This is about two contrasting people – a secret smoker and a social smoker – who came to see me within a day of each other. Nicola* and Angela* both wanted to stop smoking but had two very different problems.
Angela was, in her words, a social smoker. “I never smoke on my own” she told me, “but why would I want to – it’s rank. The problem for me is that my friends smoke, and when we’re out having a drink that’s when I smoke. I want to stop, before I become a proper smoker.”
On the ‘walks like a duck, quacks like a duck’ principle I explained that someone who bought their own cigarettes and then smoked them could be classed as a ‘proper smoker’. Not considering herself someone who really smoked meant that Angela could push away all of the negative connotations she had with smoking.
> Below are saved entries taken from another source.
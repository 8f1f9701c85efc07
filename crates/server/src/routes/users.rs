use axum::extract::State;
use axum::http::StatusCode;
use axum::Json;
use serde::Deserialize;
use tracing::info;

use models::{user, Role};
use service::pagination::{Paged, Pagination};
use service::user_service::{self, CreateUserInput, UpdateUserInput};

use crate::errors::{ApiJson, ApiPath, ApiQuery, JsonApiError};
use crate::routes::auth::ServerState;
use crate::routes::parse_filter;
use crate::session::CurrentUser;

#[derive(Debug, Deserialize, utoipa::IntoParams)]
pub struct UserQuery {
    /// student, teacher or admin
    pub role: Option<String>,
    pub page: Option<u32>,
    pub per_page: Option<u32>,
}

#[utoipa::path(get, path = "/api/admin/users", tag = "admin", params(UserQuery), responses((status = 200, description = "Page of users"), (status = 400, description = "Unknown role")))]
pub async fn list(State(state): State<ServerState>, ApiQuery(q): ApiQuery<UserQuery>) -> Result<Json<Paged<user::Model>>, JsonApiError> {
    let role = parse_filter::<Role>(q.role.as_deref())?;
    Ok(Json(user_service::list_users(&state.db, role, Pagination::from_query(q.page, q.per_page)).await?))
}

#[utoipa::path(post, path = "/api/admin/users", tag = "admin", request_body = crate::openapi::CreateUserRequest, responses((status = 201, description = "Created"), (status = 400, description = "Bad Request"), (status = 409, description = "Email taken")))]
pub async fn create(
    State(state): State<ServerState>,
    current: CurrentUser,
    ApiJson(input): ApiJson<CreateUserInput>,
) -> Result<(StatusCode, Json<user::Model>), JsonApiError> {
    let u = user_service::create_user(&state.db, input).await?;
    info!(id = %u.id, by = %current.id(), "admin created user");
    Ok((StatusCode::CREATED, Json(u)))
}

#[utoipa::path(get, path = "/api/admin/users/{id}", tag = "admin", params(("id" = i32, Path, description = "User id")), responses((status = 200, description = "User"), (status = 404, description = "Not Found")))]
pub async fn get(State(state): State<ServerState>, ApiPath(id): ApiPath<i32>) -> Result<Json<user::Model>, JsonApiError> {
    Ok(Json(user_service::get_user(&state.db, id).await?))
}

#[utoipa::path(put, path = "/api/admin/users/{id}", tag = "admin", params(("id" = i32, Path, description = "User id")), request_body = crate::openapi::UpdateUserRequest, responses((status = 200, description = "Updated"), (status = 400, description = "Bad Request"), (status = 404, description = "Not Found")))]
pub async fn update(
    State(state): State<ServerState>,
    ApiPath(id): ApiPath<i32>,
    ApiJson(input): ApiJson<UpdateUserInput>,
) -> Result<Json<user::Model>, JsonApiError> {
    Ok(Json(user_service::update_user(&state.db, id, input).await?))
}

#[utoipa::path(delete, path = "/api/admin/users/{id}", tag = "admin", params(("id" = i32, Path, description = "User id")), responses((status = 204, description = "Deleted"), (status = 400, description = "Cannot delete yourself"), (status = 404, description = "Not Found")))]
pub async fn delete(State(state): State<ServerState>, current: CurrentUser, ApiPath(id): ApiPath<i32>) -> Result<StatusCode, JsonApiError> {
    if !user_service::delete_user(&state.db, current.id(), id).await? {
        return Err(JsonApiError::not_found("user"));
    }
    Ok(StatusCode::NO_CONTENT)
}
//! Fixed string sets stored in `VARCHAR` columns.
//!
//! Columns keep plain strings so the schema stays portable between Postgres
//! and SQLite; these enums are the only way values get in or out.

use std::fmt;
use std::str::FromStr;

use serde::{Deserialize, Serialize};

use crate::errors::ModelError;

macro_rules! string_enum {
    ($(#[$meta:meta])* $name:ident, $label:literal { $($variant:ident => $value:literal),+ $(,)? }) => {
        $(#[$meta])*
        #[derive(Clone, Copy, Debug, PartialEq, Eq, Hash, Serialize, Deserialize)]
        #[serde(rename_all = "snake_case")]
        pub enum $name { $($variant),+ }

        impl $name {
            pub const ALL: &'static [$name] = &[$($name::$variant),+];

            pub fn as_str(&self) -> &'static str {
                match self { $($name::$variant => $value),+ }
            }
        }

        impl FromStr for $name {
            type Err = ModelError;

            fn from_str(s: &str) -> Result<Self, Self::Err> {
                match s.trim().to_ascii_lowercase().as_str() {
                    $($value => Ok($name::$variant),)+
                    other => Err(ModelError::Validation(format!(
                        "invalid {} '{}'; expected one of: {}",
                        $label,
                        other,
                        [$($value),+].join(", ")
                    ))),
                }
            }
        }

        impl fmt::Display for $name {
            fn fmt(&self, f: &mut fmt::Formatter<'_>) -> fmt::Result { f.write_str(self.as_str()) }
        }

        impl From<$name> for String {
            fn from(v: $name) -> String { v.as_str().to_string() }
        }
    };
}

string_enum!(
    /// Dashboard a user lands on.
    Role, "role" {
        Student => "student",
        Teacher => "teacher",
        Admin => "admin",
    }
);

string_enum!(UserStatus, "user status" {
    Active => "active",
    Disabled => "disabled",
});

string_enum!(
    /// `pending → confirmed → completed/cancelled`, set by admin clicks.
    BookingStatus, "booking status" {
        Pending => "pending",
        Confirmed => "confirmed",
        Completed => "completed",
        Cancelled => "cancelled",
    }
);

string_enum!(PlanType, "plan type" {
    Monthly => "monthly",
    LumpSum => "lump_sum",
});

string_enum!(
    /// Stored installment state. `Overdue` is never stored; it is derived at
    /// read time from the due date.
    InstallmentStatus, "installment status" {
        Pending => "pending",
        Partial => "partial",
        Paid => "paid",
        Overdue => "overdue",
    }
);

string_enum!(PaymentMethod, "payment method" {
    Cash => "cash",
    BankTransfer => "bank_transfer",
    Online => "online",
    Other => "other",
});

string_enum!(NotificationKind, "notification kind" {
    Info => "info",
    Fee => "fee",
    Schedule => "schedule",
    Message => "message",
});
use chrono::NaiveDate;
use sea_orm::entity::prelude::*;
use serde::{Deserialize, Serialize};

use crate::enums::InstallmentStatus;
use crate::{fee_plan, payment};

#[derive(Clone, Debug, PartialEq, DeriveEntityModel, Serialize, Deserialize)]
#[sea_orm(table_name = "installment")]
pub struct Model {
    #[sea_orm(primary_key)]
    pub id: i32,
    pub fee_plan_id: i32,
    pub seq: i32,
    pub amount: i64,
    pub paid_amount: i64,
    pub due_date: Date,
    pub status: String,
    pub paid_at: Option<DateTimeWithTimeZone>,
    pub created_at: DateTimeWithTimeZone,
}

#[derive(Copy, Clone, Debug, EnumIter)]
pub enum Relation { FeePlan, Payment }

impl RelationTrait for Relation {
    fn def(&self) -> RelationDef {
        match self {
            Relation::FeePlan => Entity::belongs_to(fee_plan::Entity)
                .from(Column::FeePlanId)
                .to(fee_plan::Column::Id)
                .into(),
            Relation::Payment => Entity::has_many(payment::Entity).into(),
        }
    }
}

impl Related<fee_plan::Entity> for Entity {
    fn to() -> RelationDef { Relation::FeePlan.def() }
}

impl Related<payment::Entity> for Entity {
    fn to() -> RelationDef { Relation::Payment.def() }
}

impl ActiveModelBehavior for ActiveModel {}

impl Model {
    pub fn outstanding(&self) -> i64 { (self.amount - self.paid_amount).max(0) }

    /// Status as shown to users: unpaid installments past their due date
    /// read as `overdue`.
    pub fn effective_status(&self, today: NaiveDate) -> InstallmentStatus {
        let stored = self.status.parse().unwrap_or(InstallmentStatus::Pending);
        if stored != InstallmentStatus::Paid && self.due_date < today {
            InstallmentStatus::Overdue
        } else {
            stored
        }
    }
}
use std::io;
use tracing_subscriber::{fmt, EnvFilter};

const DEFAULT_FILTER: &str = "info,tower_http=info,axum=info,sqlx=warn";

/// Initialize tracing subscriber with sensible defaults and stdout writer.
/// - Respects `RUST_LOG` if set
/// - Falls back to `info,tower_http=info,axum=info,sqlx=warn`
/// - Writes to stdout to improve visibility in environments that hide stderr
pub fn init_logging_default() {
    let env_filter = EnvFilter::try_from_default_env()
        .unwrap_or_else(|_| EnvFilter::new(DEFAULT_FILTER));
    let _ = fmt()
        .with_env_filter(env_filter)
        .with_target(false)
        .compact()
        .with_writer(io::stdout)
        .try_init();
}

/// Initialize tracing subscriber with JSON structured output.
/// - Respects `RUST_LOG` if set
/// - Emits structured JSON logs for log shippers
pub fn init_logging_json() {
    let env_filter = EnvFilter::try_from_default_env()
        .unwrap_or_else(|_| EnvFilter::new(DEFAULT_FILTER));
    let _ = fmt()
        .with_env_filter(env_filter)
        .with_target(false)
        .json()
        .with_writer(io::stdout)
        .try_init();
}

/// Pick the subscriber by the configured format name (`json` or anything else for compact).
pub fn init_logging(format: &str) {
    if format.eq_ignore_ascii_case("json") {
        init_logging_json();
    } else {
        init_logging_default();
    }
}
#![allow(dead_code)]

use axum::body::{to_bytes, Body};
use axum::http::{HeaderMap, Request, StatusCode};
use axum::Router;
use configs::AppConfig;
use models::Role;
use serde_json::Value;
use service::auth::domain::{AuthUser, LoginInput};
use tower::ServiceExt;
use tower_http::cors::CorsLayer;

use server::routes::{self, auth::ServerState};

pub const PASSWORD: &str = "Sup3rSecret";

pub struct TestApp {
    pub router: Router,
    pub state: ServerState,
}

pub struct TestResponse {
    pub status: StatusCode,
    pub headers: HeaderMap,
    pub text: String,
}

impl TestResponse {
    pub fn json(&self) -> Value {
        serde_json::from_str(&self.text).unwrap_or(Value::Null)
    }
}

/// Router over a fresh migrated in-memory database.
pub async fn spawn_app() -> anyhow::Result<TestApp> {
    let db = models::db::connect_memory().await?;
    models::db::migrate(&db).await?;
    let mut cfg = AppConfig::default();
    cfg.auth.jwt_secret = "integration-secret-0123456789".into();
    let state = ServerState::new(db, &cfg);
    let router = routes::build_router(state.clone(), CorsLayer::very_permissive(), "no-frontend-in-tests");
    Ok(TestApp { router, state })
}

impl TestApp {
    pub async fn request(&self, method: &str, uri: &str, token: Option<&str>, body: Option<Value>) -> anyhow::Result<TestResponse> {
        let mut req = Request::builder().method(method).uri(uri);
        if let Some(t) = token {
            req = req.header("authorization", format!("Bearer {t}"));
        }
        let req = match body {
            Some(v) => req.header("content-type", "application/json").body(Body::from(serde_json::to_vec(&v)?))?,
            None => req.body(Body::empty())?,
        };
        let resp = self.router.clone().oneshot(req).await?;
        let status = resp.status();
        let headers = resp.headers().clone();
        let bytes = to_bytes(resp.into_body(), usize::MAX).await?;
        Ok(TestResponse { status, headers, text: String::from_utf8_lossy(&bytes).into_owned() })
    }

    pub async fn get(&self, uri: &str, token: Option<&str>) -> anyhow::Result<TestResponse> {
        self.request("GET", uri, token, None).await
    }

    pub async fn post(&self, uri: &str, token: Option<&str>, body: Value) -> anyhow::Result<TestResponse> {
        self.request("POST", uri, token, Some(body)).await
    }

    pub async fn put(&self, uri: &str, token: Option<&str>, body: Value) -> anyhow::Result<TestResponse> {
        self.request("PUT", uri, token, Some(body)).await
    }

    /// Create an account directly and return it with a bearer token.
    pub async fn user(&self, email: &str, name: &str, role: Role) -> anyhow::Result<(AuthUser, String)> {
        let user = self.state.auth.create_account(email, name, None, PASSWORD, role).await?;
        let session = self
            .state
            .auth
            .login(LoginInput { email: email.into(), password: PASSWORD.into() })
            .await?;
        Ok((user, session.token))
    }
}
//! Auth module: three-layer architecture (domain, repository, service).
//!
//! Registration, login, session tokens and password changes live here,
//! independent of the web framework.

pub mod domain;
pub mod errors;
pub mod repository;
pub mod service;
pub mod repo;

pub use service::AuthService;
Talking to her it became clear that the peer pressure she felt under had long since disappeared. That, and helping Angela to accept the fact that she was a ‘proper smoker’, something she disliked, helped her to break her old habit.
Nicola’s smoking was very different. “No one knows I’ve come to see you”, she told me “as no one even knows I smoke. I’ve been a secret smoker for the last three years, since soon after our daughter was born. My husband doesn’t know, and I work with my mum and she doesn’t know either.”
I asked Nicola what had prompted her to stop if no-one knew she was smoking. Was it the expense perhaps, or her health? “It’s having to keep such a secret. I’d be so ashamed if my husband or my mum found out”, she told me, “and I think my little girl is beginning to notice the smell on me.”
I was honest with Nicola – if her three year old had noticed then her husband and her mum could well have picked up on it too. Trying to pretend she wasn’t a smoker was causing her a lot of stress and upset. Instead, why not use the support and encouragement of her husband and her mum?
So there we have it – Angela our social smoker, feeling she was under peer pressure and denying the extent to which she smoked, and Nicola, our secret smoker convinced that no-one knew and she had to stop on her own. They had more in common than they might have thought.
Nicola stopped after one session. She later told me that her husband told her he always knew, although she never had that conversation with her mother. Angela took a couple of sessions, and found that one lapse when she was drunk at a party made her hate it even more.
* Nicola’s and Angela’s real identities have been protected, and they are happy to share their stories.